Items from a data source:
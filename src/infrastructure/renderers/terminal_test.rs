use std::io;
use std::io::Write;
use std::sync::Arc;
use std::sync::Mutex;
use std::time::Duration;

use super::describe;
use super::TerminalRenderer;
use crate::domain::models::BoundingBox;
use crate::domain::models::Easing;
use crate::domain::models::LngLat;
use crate::domain::models::MapRenderer;
use crate::domain::models::MarkerHandle;
use crate::domain::models::MarkerStyle;
use crate::domain::models::Padding;
use crate::domain::models::PathStyle;
use crate::domain::models::Projection;
use crate::infrastructure::renderers::RenderCall;

#[derive(Clone, Default)]
struct SharedBuffer {
    bytes: Arc<Mutex<Vec<u8>>>,
}

impl SharedBuffer {
    fn text(&self) -> String {
        return String::from_utf8_lossy(&self.bytes.lock().unwrap()).to_string();
    }
}

impl Write for SharedBuffer {
    fn write(&mut self, buf: &[u8]) -> io::Result<usize> {
        self.bytes.lock().unwrap().extend_from_slice(buf);
        return Ok(buf.len());
    }

    fn flush(&mut self) -> io::Result<()> {
        return Ok(());
    }
}

#[test]
fn it_describes_initialization() {
    let line = describe(&RenderCall::Initialize {
        center: LngLat::new(-0.1278, 51.5074),
        zoom: 1.5,
        projection: Projection::Globe,
    });

    insta::assert_snapshot!(line, @"map opened at 51.50740,-0.12780 (zoom 1.5, globe)");
}

#[test]
fn it_describes_overlays() {
    let path = describe(&RenderCall::AddPath {
        id: "route".to_string(),
        coordinates: vec![LngLat::new(0.0, 0.0), LngLat::new(1.0, 1.0)],
    });
    let marker = describe(&RenderCall::AddMarker {
        handle: MarkerHandle(3),
        coordinate: LngLat::new(-120.2, 38.5),
        style: MarkerStyle::UserLocation,
    });

    insta::assert_snapshot!(path, @"route drawn through 2 points");
    insta::assert_snapshot!(marker, @"user-location marker #3 at 38.50000,-120.20000");
}

#[test]
fn it_describes_fits() {
    let line = describe(&RenderCall::FitToBounds {
        bounds: BoundingBox {
            south_west: LngLat::new(-1.0, -2.0),
            north_east: LngLat::new(3.0, 4.0),
        },
        padding: Padding {
            top: 50.0,
            bottom: 50.0,
            left: 50.0,
            right: 450.0,
        },
    });

    insta::assert_snapshot!(line, @"view fit to -2.00000,-1.00000 .. 4.00000,3.00000 (padding 50 450 50 50)");
}

#[test]
fn it_tracks_the_camera() {
    let mut renderer = TerminalRenderer::with_writer(Box::new(io::sink()));
    renderer.initialize(LngLat::new(10.0, 20.0), 13.0, Projection::Mercator);
    assert_eq!(renderer.get_center(), LngLat::new(10.0, 20.0));

    renderer.animate_to(
        LngLat::new(9.5, 20.0),
        Duration::from_millis(1000),
        Easing::Linear,
    );
    assert_eq!(renderer.get_center(), LngLat::new(9.5, 20.0));

    renderer.fit_to_bounds(
        BoundingBox {
            south_west: LngLat::new(0.0, 0.0),
            north_east: LngLat::new(2.0, 4.0),
        },
        Padding::uniform(50.0),
    );
    assert_eq!(renderer.get_center(), LngLat::new(1.0, 2.0));
}

#[test]
fn it_describes_removals() {
    let path = describe(&RenderCall::RemovePath {
        id: "route".to_string(),
    });
    let marker = describe(&RenderCall::RemoveMarker {
        handle: MarkerHandle(7),
    });

    insta::assert_snapshot!(path, @"route cleared");
    insta::assert_snapshot!(marker, @"marker #7 removed");
}

#[test]
fn it_prints_every_overlay_change() {
    let buffer = SharedBuffer::default();
    let mut renderer = TerminalRenderer::with_writer(Box::new(buffer.clone()));
    let path = vec![LngLat::new(0.0, 0.0), LngLat::new(1.0, 1.0)];

    renderer.add_path_overlay("route", &path, &PathStyle::default());
    let marker = renderer.add_marker(LngLat::new(1.0, 1.0), MarkerStyle::Origin);
    renderer.remove_marker(marker);
    renderer.remove_path_overlay("route");
    renderer.animate_to(
        LngLat::new(2.0, 2.0),
        Duration::from_millis(1000),
        Easing::Linear,
    );

    let text = buffer.text();
    assert_eq!(text.lines().count(), 4);
    assert!(text.contains("route drawn through 2 points"));
    assert!(text.contains("origin marker #0 at 1.00000,1.00000"));
    assert!(text.contains("marker #0 removed"));
    assert!(text.contains("route cleared"));
}
mod action;
mod directions;
mod event;
mod geometry;
mod locator;
mod renderer;
mod session;
mod slash_commands;

pub use action::*;
pub use directions::*;
pub use event::*;
pub use geometry::*;
pub use locator::*;
pub use renderer::*;
pub use session::*;
pub use slash_commands::*;
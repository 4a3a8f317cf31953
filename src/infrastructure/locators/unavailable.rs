use async_trait::async_trait;

use crate::domain::models::LngLat;
use crate::domain::models::Locator;
use crate::domain::models::LocatorError;

/// A position source that never answers, leaving the caller's timeout to
/// decide.
#[derive(Default)]
pub struct UnavailableLocator {}

#[async_trait]
impl Locator for UnavailableLocator {
    #[allow(clippy::implicit_return)]
    async fn locate(&self) -> Result<LngLat, LocatorError> {
        return std::future::pending().await;
    }
}
use async_trait::async_trait;

use crate::domain::models::LatLng;
use crate::domain::models::LngLat;
use crate::domain::models::Locator;
use crate::domain::models::LocatorError;

/// Always reports the same position.
pub struct FixedLocator {
    position: LatLng,
}

impl FixedLocator {
    pub fn new(position: LatLng) -> FixedLocator {
        return FixedLocator { position };
    }
}

#[async_trait]
impl Locator for FixedLocator {
    #[allow(clippy::implicit_return)]
    async fn locate(&self) -> Result<LngLat, LocatorError> {
        if !self.position.is_valid() {
            return Err(LocatorError::Failed(format!(
                "{} is not a position on Earth",
                self.position
            )));
        }

        return Ok(self.position.to_lng_lat());
    }
}
#[cfg(test)]
#[path = "terminal_test.rs"]
mod tests;

use std::io;
use std::io::Write;
use std::time::Duration;

use yansi::Paint;

use super::RenderCall;
use crate::domain::models::BoundingBox;
use crate::domain::models::Easing;
use crate::domain::models::LngLat;
use crate::domain::models::LoadCallback;
use crate::domain::models::MapRenderer;
use crate::domain::models::MarkerHandle;
use crate::domain::models::MarkerStyle;
use crate::domain::models::Padding;
use crate::domain::models::PathStyle;
use crate::domain::models::Projection;
use crate::domain::models::RendererName;

fn coord(point: &LngLat) -> String {
    return format!("{:.5},{:.5}", point.lat, point.lng);
}

/// One line per map operation. Camera animations are too frequent to print
/// and have no line.
pub fn describe(call: &RenderCall) -> String {
    match call {
        RenderCall::Initialize {
            center,
            zoom,
            projection,
        } => {
            return format!(
                "map opened at {} (zoom {zoom}, {projection})",
                coord(center)
            );
        }
        RenderCall::Dispose => return "map closed".to_string(),
        RenderCall::AddPath { id, coordinates } => {
            return format!("{id} drawn through {} points", coordinates.len());
        }
        RenderCall::RemovePath { id } => return format!("{id} cleared"),
        RenderCall::AddMarker {
            handle,
            coordinate,
            style,
        } => {
            return format!("{style} marker #{} at {}", handle.0, coord(coordinate));
        }
        RenderCall::RemoveMarker { handle } => {
            return format!("marker #{} removed", handle.0);
        }
        RenderCall::FitToBounds { bounds, padding } => {
            return format!(
                "view fit to {} .. {} (padding {} {} {} {})",
                coord(&bounds.south_west),
                coord(&bounds.north_east),
                padding.top,
                padding.right,
                padding.bottom,
                padding.left
            );
        }
    }
}

/// Prints map operations as they happen, to stdout unless told otherwise.
pub struct TerminalRenderer {
    out: Box<dyn Write + Send>,
    center: LngLat,
    next_marker: u64,
}

impl Default for TerminalRenderer {
    fn default() -> TerminalRenderer {
        return TerminalRenderer::with_writer(Box::new(io::stdout()));
    }
}

impl TerminalRenderer {
    pub fn with_writer(out: Box<dyn Write + Send>) -> TerminalRenderer {
        return TerminalRenderer {
            out,
            center: LngLat::default(),
            next_marker: 0,
        };
    }

    fn print(&mut self, call: RenderCall) {
        let line = describe(&call);
        if let Err(err) = writeln!(
            self.out,
            "{} {}",
            Paint::cyan("map").bold(),
            Paint::new(line).dimmed()
        ) {
            tracing::warn!(error = ?err, "Failed to print map operation");
        }
    }
}

impl MapRenderer for TerminalRenderer {
    fn name(&self) -> RendererName {
        return RendererName::Terminal;
    }

    fn initialize(&mut self, center: LngLat, zoom: f64, projection: Projection) {
        self.center = center;
        self.print(RenderCall::Initialize {
            center,
            zoom,
            projection,
        });
    }

    fn dispose(&mut self) {
        self.print(RenderCall::Dispose);
    }

    fn add_path_overlay(&mut self, id: &str, coordinates: &[LngLat], _style: &PathStyle) {
        self.print(RenderCall::AddPath {
            id: id.to_string(),
            coordinates: coordinates.to_vec(),
        });
    }

    fn remove_path_overlay(&mut self, id: &str) {
        self.print(RenderCall::RemovePath { id: id.to_string() });
    }

    fn add_marker(&mut self, coordinate: LngLat, style: MarkerStyle) -> MarkerHandle {
        let handle = MarkerHandle(self.next_marker);
        self.next_marker += 1;
        self.print(RenderCall::AddMarker {
            handle,
            coordinate,
            style,
        });

        return handle;
    }

    fn remove_marker(&mut self, handle: MarkerHandle) {
        self.print(RenderCall::RemoveMarker { handle });
    }

    fn fit_to_bounds(&mut self, bounds: BoundingBox, padding: Padding) {
        self.center = LngLat::new(
            (bounds.south_west.lng + bounds.north_east.lng) / 2.0,
            (bounds.south_west.lat + bounds.north_east.lat) / 2.0,
        );
        self.print(RenderCall::FitToBounds { bounds, padding });
    }

    fn get_center(&self) -> LngLat {
        return self.center;
    }

    fn animate_to(&mut self, center: LngLat, duration: Duration, easing: Easing) {
        tracing::trace!(center = %coord(&center), duration_ms = duration.as_millis() as u64, easing = ?easing, "Animating camera");
        self.center = center;
    }

    fn on_load(&mut self, callback: LoadCallback) {
        callback();
    }
}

Exercise: From the data, list each line in which the string "through" appears.

Response to this exercise:
    insta::assert_snapshot!(path, @"route drawn through 2 points");
    assert!(text.contains("route drawn through 2 points"));
            return format!("{id} drawn through {} points", coordinates.len());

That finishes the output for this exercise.